Dupilumab reduces exacerbations and improves FEV1 in uncontrolled, moderate-to-severe asthma

A recent study found that in patients having uncontrolled, moderate-to-severe asthma Dupilumab showed sustained, long-term reduction in exacerbations and improved FEV1 regardless of the prior exacerbation history. 

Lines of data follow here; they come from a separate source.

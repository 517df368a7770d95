use std::sync::Arc;
use uuid::Uuid;

use crate::db::{StoreError, TaskStore};
use crate::models::task::{
    ApplyPayload, InterviewPayload, ScrapePayload, TaskOutcome, TaskPayload, TaskStatusView,
};
use crate::services::queue::{QueueError, QueuedTask, TaskQueue};
use crate::services::reporter::StatusReporter;

/// Request-time entry point: persists a task and hands it to its queue.
#[derive(Clone)]
pub struct TaskSubmitter {
    store: Arc<dyn TaskStore>,
    queue: Arc<dyn TaskQueue>,
    reporter: StatusReporter,
}

impl TaskSubmitter {
    pub fn new(store: Arc<dyn TaskStore>, queue: Arc<dyn TaskQueue>, reporter: StatusReporter) -> Self {
        Self {
            store,
            queue,
            reporter,
        }
    }

    pub async fn submit_apply(&self, payload: ApplyPayload) -> Result<Uuid, SubmitError> {
        if payload.target_url.trim().is_empty() {
            return Err(SubmitError::InvalidRequest("target URL is empty".to_string()));
        }
        self.submit(TaskPayload::Apply(payload)).await
    }

    pub async fn submit_scrape(&self, payload: ScrapePayload) -> Result<Uuid, SubmitError> {
        if payload.url.trim().is_empty() {
            return Err(SubmitError::InvalidRequest("job URL is empty".to_string()));
        }
        self.submit(TaskPayload::Scrape(payload)).await
    }

    pub async fn submit_interview(&self, payload: InterviewPayload) -> Result<Uuid, SubmitError> {
        if payload.job_title.trim().is_empty() {
            return Err(SubmitError::InvalidRequest("job title is empty".to_string()));
        }
        self.submit(TaskPayload::Interview(payload)).await
    }

    /// Persist first, then enqueue. A task whose enqueue fails is marked
    /// failed so it never sits in `queued` with nothing to run it.
    async fn submit(&self, payload: TaskPayload) -> Result<Uuid, SubmitError> {
        let task_id = Uuid::new_v4();
        self.store.create(task_id, &payload).await?;

        let task = QueuedTask::new(task_id, payload);
        if let Err(e) = self.queue.enqueue(&task).await {
            tracing::error!(task_id = %task_id, kind = %task.kind(), error = %e, "Failed to enqueue task");
            let outcome = TaskOutcome::failed(Vec::new(), format!("enqueue failed: {e}"));
            if let Err(report_err) = self.reporter.report(&task, &outcome).await {
                tracing::error!(task_id = %task_id, error = %report_err, "Failed to record enqueue failure");
            }
            return Err(SubmitError::Queue(e));
        }

        metrics::counter!("automation_tasks_submitted", "kind" => task.kind().as_str()).increment(1);
        tracing::info!(task_id = %task_id, kind = %task.kind(), target = %task.payload.target(), "Task submitted");

        Ok(task_id)
    }

    /// Current status of a task. Terminal tasks always return the same view.
    pub async fn status(&self, task_id: Uuid) -> Result<TaskStatusView, SubmitError> {
        self.store
            .get(task_id)
            .await?
            .map(TaskStatusView::from)
            .ok_or(SubmitError::NotFound(task_id))
    }
}

#[derive(Debug, thiserror::Error)]
pub enum SubmitError {
    #[error("Invalid request: {0}")]
    InvalidRequest(String),

    #[error("Task {0} not found")]
    NotFound(Uuid),

    #[error(transparent)]
    Store(#[from] StoreError),

    #[error("Queue error: {0}")]
    Queue(#[from] QueueError),
}
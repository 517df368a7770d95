use async_trait::async_trait;
use std::path::{Path, PathBuf};
use std::sync::Arc;
use std::time::Duration;
use tokio::time::{sleep, timeout};

use crate::automation::{
    ApplyRequest, Dispatcher, InteractionEngine, SessionError, SessionFactory, SessionGuard,
};
use crate::db::{StoreError, TaskStore};
use crate::models::task::{LogEntry, TaskKind, TaskOutcome, TaskPayload};
use crate::services::content::{ContentError, ContentGenerator};
use crate::services::extraction::{extract_posting, ExtractionError};
use crate::services::queue::QueuedTask;

/// Executes one task of a single kind. Every failure is folded into a
/// failed [`TaskOutcome`]; handlers never return errors.
#[async_trait]
pub trait TaskHandler: Send + Sync {
    fn kind(&self) -> TaskKind;

    async fn handle(&self, task: &QueuedTask) -> TaskOutcome;
}

#[derive(Debug, thiserror::Error)]
enum HandlerError {
    #[error("payload kind mismatch, expected {0}")]
    PayloadMismatch(TaskKind),

    #[error("browser session unavailable after close")]
    SessionClosed,

    #[error(transparent)]
    Session(#[from] SessionError),

    #[error(transparent)]
    Extraction(#[from] ExtractionError),

    #[error("failed to save posting: {0}")]
    Store(#[from] StoreError),

    #[error("question generation failed: {0}")]
    Content(#[from] ContentError),
}

/// Runs the interaction engine against the adapter the URL dispatches to.
pub struct ApplyHandler {
    dispatcher: Dispatcher,
    engine: InteractionEngine,
    sessions: Arc<dyn SessionFactory>,
    resume_root: PathBuf,
}

impl ApplyHandler {
    pub fn new(
        dispatcher: Dispatcher,
        engine: InteractionEngine,
        sessions: Arc<dyn SessionFactory>,
        resume_root: PathBuf,
    ) -> Self {
        Self {
            dispatcher,
            engine,
            sessions,
            resume_root,
        }
    }

    fn resolve_resume(&self, reference: &str) -> PathBuf {
        let path = Path::new(reference.trim_start_matches("file://"));
        if path.is_absolute() {
            path.to_path_buf()
        } else {
            self.resume_root.join(path)
        }
    }
}

#[async_trait]
impl TaskHandler for ApplyHandler {
    fn kind(&self) -> TaskKind {
        TaskKind::Apply
    }

    async fn handle(&self, task: &QueuedTask) -> TaskOutcome {
        let TaskPayload::Apply(payload) = &task.payload else {
            return TaskOutcome::failed(Vec::new(), HandlerError::PayloadMismatch(TaskKind::Apply).to_string());
        };

        let adapter = self.dispatcher.dispatch(&payload.target_url);
        tracing::info!(task_id = %task.task_id, adapter = adapter.name, "Dispatched apply task");

        let request = ApplyRequest {
            target_url: payload.target_url.clone(),
            profile: payload.profile.clone(),
            resume_path: payload.resume_ref.as_deref().map(|r| self.resolve_resume(r)),
            cover_letter: payload.cover_letter.clone(),
        };

        let session = match self.sessions.open().await {
            Ok(session) => session,
            Err(e) => return TaskOutcome::failed(Vec::new(), e.to_string()),
        };
        let mut guard = SessionGuard::new(session);

        let result = match guard.session() {
            Some(session) => self.engine.run(adapter, session, &request).await,
            None => return TaskOutcome::failed(Vec::new(), HandlerError::SessionClosed.to_string()),
        };

        if let Err(e) = guard.close().await {
            tracing::warn!(task_id = %task.task_id, error = %e, "Failed to close browser session");
        }

        TaskOutcome::from(result).with_result(serde_json::json!({ "platform": adapter.platform }))
    }
}

/// Loads a posting page, extracts its fields and upserts it by URL.
pub struct ScrapeHandler {
    dispatcher: Dispatcher,
    sessions: Arc<dyn SessionFactory>,
    store: Arc<dyn TaskStore>,
    navigation: Duration,
    settle: Duration,
}

impl ScrapeHandler {
    pub fn new(sessions: Arc<dyn SessionFactory>, store: Arc<dyn TaskStore>) -> Self {
        Self {
            dispatcher: Dispatcher::default(),
            sessions,
            store,
            navigation: Duration::from_secs(30),
            settle: Duration::from_secs(2),
        }
    }

    pub fn with_waits(mut self, navigation: Duration, settle: Duration) -> Self {
        self.navigation = navigation;
        self.settle = settle;
        self
    }

    async fn fetch_html(&self, url: &str, logs: &mut Vec<LogEntry>) -> Result<String, HandlerError> {
        let mut guard = SessionGuard::new(self.sessions.open().await?);
        let fetched = match guard.session() {
            Some(session) => {
                logs.push(LogEntry::info(format!("Navigating to {url}")));
                match timeout(self.navigation, session.goto(url, self.navigation)).await {
                    Ok(Ok(())) => {
                        sleep(self.settle).await;
                        session.content().await.map_err(HandlerError::from)
                    }
                    Ok(Err(e)) => Err(e.into()),
                    Err(_) => Err(SessionError::NavigationTimeout {
                        url: url.to_string(),
                        timeout: self.navigation,
                    }
                    .into()),
                }
            }
            None => Err(HandlerError::SessionClosed),
        };

        if let Err(e) = guard.close().await {
            tracing::warn!(url = %url, error = %e, "Failed to close browser session");
        }
        fetched
    }

    async fn scrape(
        &self,
        user_id: &str,
        url: &str,
        logs: &mut Vec<LogEntry>,
    ) -> Result<serde_json::Value, HandlerError> {
        let html = self.fetch_html(url, logs).await?;

        let platform = self.dispatcher.dispatch(url).platform;
        let posting = extract_posting(&html, url, platform)?;
        logs.push(LogEntry::info(format!(
            "Extracted {} at {} ({} skills)",
            posting.title,
            posting.company,
            posting.skills.len()
        )));

        let posting_id = self.store.save_posting(user_id, &posting, Some(&html)).await?;
        logs.push(LogEntry::info(format!("Saved posting {posting_id}")));

        Ok(serde_json::json!({
            "postingId": posting_id,
            "platform": platform,
            "posting": posting,
        }))
    }
}

#[async_trait]
impl TaskHandler for ScrapeHandler {
    fn kind(&self) -> TaskKind {
        TaskKind::Scrape
    }

    async fn handle(&self, task: &QueuedTask) -> TaskOutcome {
        let TaskPayload::Scrape(payload) = &task.payload else {
            return TaskOutcome::failed(Vec::new(), HandlerError::PayloadMismatch(TaskKind::Scrape).to_string());
        };

        let mut logs = Vec::new();
        match self.scrape(&payload.user_id, &payload.url, &mut logs).await {
            Ok(result) => TaskOutcome::success(logs).with_result(result),
            Err(e) => {
                tracing::warn!(task_id = %task.task_id, url = %payload.url, error = %e, "Scrape failed");
                TaskOutcome::failed(logs, format!("Scraping failed: {e}"))
            }
        }
    }
}

/// Generates interview preparation questions for a role.
pub struct InterviewHandler {
    generator: Arc<dyn ContentGenerator>,
}

impl InterviewHandler {
    pub fn new(generator: Arc<dyn ContentGenerator>) -> Self {
        Self { generator }
    }
}

#[async_trait]
impl TaskHandler for InterviewHandler {
    fn kind(&self) -> TaskKind {
        TaskKind::Interview
    }

    async fn handle(&self, task: &QueuedTask) -> TaskOutcome {
        let TaskPayload::Interview(payload) = &task.payload else {
            return TaskOutcome::failed(
                Vec::new(),
                HandlerError::PayloadMismatch(TaskKind::Interview).to_string(),
            );
        };

        match self
            .generator
            .interview_questions(&payload.job_title, &payload.skills)
            .await
        {
            Ok(questions) => {
                let logs = vec![LogEntry::info(format!(
                    "Generated {} questions for {}",
                    questions.len(),
                    payload.job_title
                ))];
                TaskOutcome::success(logs).with_result(serde_json::json!({
                    "jobTitle": payload.job_title,
                    "company": payload.company,
                    "questions": questions,
                }))
            }
            Err(e) => TaskOutcome::failed(Vec::new(), HandlerError::from(e).to_string()),
        }
    }
}
use crate::automation::adapter::{SiteAdapter, GENERIC, REGISTERED_ADAPTERS};

/// Selects the site adapter for a target URL.
///
/// The first registered adapter whose domain fragment occurs in the URL wins;
/// anything else gets the fallback. Never fails.
#[derive(Debug, Clone, Copy)]
pub struct Dispatcher {
    adapters: &'static [SiteAdapter],
    fallback: &'static SiteAdapter,
}

impl Default for Dispatcher {
    fn default() -> Self {
        Self {
            adapters: REGISTERED_ADAPTERS,
            fallback: &GENERIC,
        }
    }
}

impl Dispatcher {
    pub fn with_adapters(adapters: &'static [SiteAdapter], fallback: &'static SiteAdapter) -> Self {
        Self { adapters, fallback }
    }

    pub fn dispatch(&self, url: &str) -> &'static SiteAdapter {
        self.adapters
            .iter()
            .find(|adapter| adapter.matches(url))
            .unwrap_or(self.fallback)
    }
}

/// Dispatch against the built-in registry.
pub fn dispatch(url: &str) -> &'static SiteAdapter {
    Dispatcher::default().dispatch(url)
}

#[cfg(test)]
mod tests {
    use super::*;
    use crate::automation::adapter::{Platform, INDEED, LINKEDIN};

    #[test]
    fn test_linkedin_url() {
        assert_eq!(
            dispatch("https://www.linkedin.com/jobs/view/123").platform,
            Platform::LinkedIn
        );
    }

    #[test]
    fn test_unknown_domain_falls_back_to_generic() {
        let adapter = dispatch("https://boards.example.org/job/9");
        assert_eq!(adapter.platform, Platform::Generic);
        assert!(adapter.requires_manual_review);
    }

    #[test]
    fn test_indeed_and_glassdoor() {
        assert_eq!(
            dispatch("https://www.indeed.com/viewjob?jk=abc").platform,
            Platform::Indeed
        );
        assert_eq!(
            dispatch("https://www.glassdoor.com/job-listing/x").platform,
            Platform::Glassdoor
        );
    }

    #[test]
    fn test_matching_is_case_sensitive() {
        assert_eq!(
            dispatch("https://WWW.LINKEDIN.COM/jobs/view/1").platform,
            Platform::Generic
        );
    }

    #[test]
    fn test_first_match_wins() {
        // Indeed link carried inside a LinkedIn redirect: LinkedIn is checked first.
        let url = "https://www.linkedin.com/redir?to=https://www.indeed.com/viewjob";
        assert_eq!(dispatch(url).platform, Platform::LinkedIn);
    }

    #[test]
    fn test_custom_registry() {
        static ONLY_INDEED: [SiteAdapter; 1] = [INDEED];
        let dispatcher = Dispatcher::with_adapters(&ONLY_INDEED, &LINKEDIN);
        assert_eq!(dispatcher.dispatch("https://example.com").platform, Platform::LinkedIn);
        assert_eq!(
            dispatcher.dispatch("https://indeed.com/x").platform,
            Platform::Indeed
        );
    }
}
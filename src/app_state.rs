use sqlx::PgPool;
use std::sync::Arc;

use crate::services::queue::JobQueue;

/// Shared state of the worker's operational HTTP surface.
#[derive(Clone)]
pub struct AppState {
    pub db: PgPool,
    pub queue: Arc<JobQueue>,
}

impl AppState {
    pub fn new(db: PgPool, queue: Arc<JobQueue>) -> Self {
        Self { db, queue }
    }
}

Asthma affects millions of populations worldwide characterized by airway inflammation and acute exacerbations. Multiple drugs are used for the management of Asthma-like corticosteroids, beta2 agonists, and immunoglobulins. Recent data shows that Dupilumab which is a fully human monoclonal antibody blocks the shared receptor component for interleukin (IL)-4/IL-13, key and central drivers of type 2 inflammation in multiple diseases. Add-on dupilumab significantly reduced exacerbations and improved lung function in patients with uncontrolled, moderate-to-severe asthma in the phase 3 LIBERTY ASTHMA QUEST study. The long-term safety, tolerability, and efficacy of dupilumab in patients from the previous dupilumab asthma study were evaluated by the LIBERTY ASTHMA TRAVERSE open-label extension study. Dupilumab safety during TRAVERSE was consistent with the known safety profile. The present study assessed dupilumab efficacy in QUEST patients enrolled in TRAVERSE with blood eosinophils ≥ 150 cells/µL or fractional exhaled nitric oxide (FeNO) ≥ 20 parts per billion (ppb) at parent study baseline, and ≥ 1, ≥ 2, or ≥ 3 exacerbations in the year before QUEST. 

Patients who received placebo or dupilumab in QUEST received dupilumab 300 mg every 2 weeks in TRAVERSE (placebo/dupilumab and dupilumab/dupilumab groups) for up to 48 or 96 weeks. Unadjusted annualized severe asthma exacerbation rate (AER) and mean change from the parent study baseline in forced expiratory volume in 1 second (FEV1) were assessed.